Output exactly those lines of the data that lie between the line containing "pub fn load_from(path: &Path)" and the final line, both ends counted.

* Stored data entries
· · · · · · ·
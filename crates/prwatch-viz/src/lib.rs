//! Rendering of the PR performance chart.
//!
//! The chart is drawn with plotters onto a PNG or SVG backend chosen by the
//! output extension. Text goes through [`font::TextTolerantBackend`] so a
//! host without system fonts still gets the plotted series.

pub mod chart;
pub mod font;

pub use chart::{band_color, render_chart, ChartKind, ChartOptions, DEFAULT_SIZE};
pub use font::TextTolerantBackend;
//! Optional TOML configuration for the `prwatch` binary.
//!
//! Every field has a default, so a file only needs the keys it changes:
//!
//! ```toml
//! [paths]
//! pr_dir = "exports/PR"
//!
//! [budget]
//! initial = 75.0
//! epoch = "2022-07-01"
//!
//! [chart]
//! width = 1200
//! ```
//!
//! Command-line flags take precedence over file values.

use std::path::{Path, PathBuf};

use chrono::NaiveDate;
use prwatch_core::{MergedTable, PrError, PrResult};
use prwatch_ts::budget::{ANNUAL_DEGRADATION, INITIAL_BUDGET_PR};
use prwatch_ts::{BudgetCurve, MOVING_AVERAGE_WINDOW};
use prwatch_viz::{ChartOptions, DEFAULT_SIZE};
use serde::{Deserialize, Serialize};

#[derive(Debug, Clone, Default, PartialEq, Serialize, Deserialize)]
#[serde(default)]
pub struct PrwatchConfig {
    pub paths: PathsConfig,
    pub budget: BudgetConfig,
    pub chart: ChartConfig,
}

#[derive(Debug, Clone, PartialEq, Serialize, Deserialize)]
#[serde(default)]
pub struct PathsConfig {
    pub pr_dir: PathBuf,
    pub ghi_dir: PathBuf,
    /// Merged CSV written by `merge` and read by `render`.
    pub data_file: PathBuf,
    pub chart_file: PathBuf,
}

impl Default for PathsConfig {
    fn default() -> Self {
        Self {
            pr_dir: PathBuf::from("PR"),
            ghi_dir: PathBuf::from("GHI"),
            data_file: PathBuf::from("processed_data.csv"),
            chart_file: PathBuf::from("pr_performance_graph.png"),
        }
    }
}

#[derive(Debug, Clone, PartialEq, Serialize, Deserialize)]
#[serde(default)]
pub struct BudgetConfig {
    /// Budget PR in percent at the reference epoch.
    pub initial: f64,
    /// Fractional yearly decay, e.g. `0.008` for 0.8 %.
    pub annual_degradation: f64,
    /// Fixed reference date; derived from the first data date when unset.
    pub epoch: Option<NaiveDate>,
}

impl Default for BudgetConfig {
    fn default() -> Self {
        Self {
            initial: INITIAL_BUDGET_PR,
            annual_degradation: ANNUAL_DEGRADATION,
            epoch: None,
        }
    }
}

#[derive(Debug, Clone, PartialEq, Serialize, Deserialize)]
#[serde(default)]
pub struct ChartConfig {
    pub width: u32,
    pub height: u32,
    pub moving_average_days: usize,
}

impl Default for ChartConfig {
    fn default() -> Self {
        Self {
            width: DEFAULT_SIZE.0,
            height: DEFAULT_SIZE.1,
            moving_average_days: MOVING_AVERAGE_WINDOW,
        }
    }
}

impl PrwatchConfig {
    /// Load configuration from a specific path.
    pub fn load_from(path: &Path) -> PrResult<Self> {
        let contents = std::fs::read_to_string(path)
            .map_err(|err| PrError::Config(format!("reading {}: {err}", path.display())))?;
        toml::from_str(&contents)
            .map_err(|err| PrError::Config(format!("parsing {}: {err}", path.display())))
    }

    /// The file at `path` when given, defaults otherwise.
    pub fn load_or_default(path: Option<&Path>) -> PrResult<Self> {
        match path {
            Some(path) => Self::load_from(path),
            None => Ok(Self::default()),
        }
    }

    /// Budget curve for `table`, or `None` when there is nothing to anchor it to.
    pub fn budget_curve(&self, table: &MergedTable) -> Option<BudgetCurve> {
        let curve = match self.budget.epoch {
            Some(epoch) => BudgetCurve::new(epoch),
            None => BudgetCurve::for_table(table)?,
        };
        Some(
            curve
                .with_initial(self.budget.initial)
                .with_annual_degradation(self.budget.annual_degradation),
        )
    }

    pub fn chart_options(&self) -> ChartOptions {
        ChartOptions {
            size: (self.chart.width.max(1), self.chart.height.max(1)),
        }
    }

    pub fn moving_average_window(&self) -> usize {
        self.chart.moving_average_days.max(1)
    }
}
· · · · · · ·
* Answer to the problem
    pub fn load_from(path: &Path) -> PrResult<Self> {
        let contents = std::fs::read_to_string(path)
            .map_err(|err| PrError::Config(format!("reading {}: {err}", path.display())))?;
        toml::from_str(&contents)
            .map_err(|err| PrError::Config(format!("parsing {}: {err}", path.display())))
    }

    /// The file at `path` when given, defaults otherwise.
    pub fn load_or_default(path: Option<&Path>) -> PrResult<Self> {
        match path {
            Some(path) => Self::load_from(path),
            None => Ok(Self::default()),
        }
    }

    /// Budget curve for `table`, or `None` when there is nothing to anchor it to.
    pub fn budget_curve(&self, table: &MergedTable) -> Option<BudgetCurve> {
        let curve = match self.budget.epoch {
            Some(epoch) => BudgetCurve::new(epoch),
            None => BudgetCurve::for_table(table)?,
        };
        Some(
            curve
                .with_initial(self.budget.initial)
                .with_annual_degradation(self.budget.annual_degradation),
        )
    }

    pub fn chart_options(&self) -> ChartOptions {
        ChartOptions {
            size: (self.chart.width.max(1), self.chart.height.max(1)),
        }
    }

    pub fn moving_average_window(&self) -> usize {
        self.chart.moving_average_days.max(1)
    }
}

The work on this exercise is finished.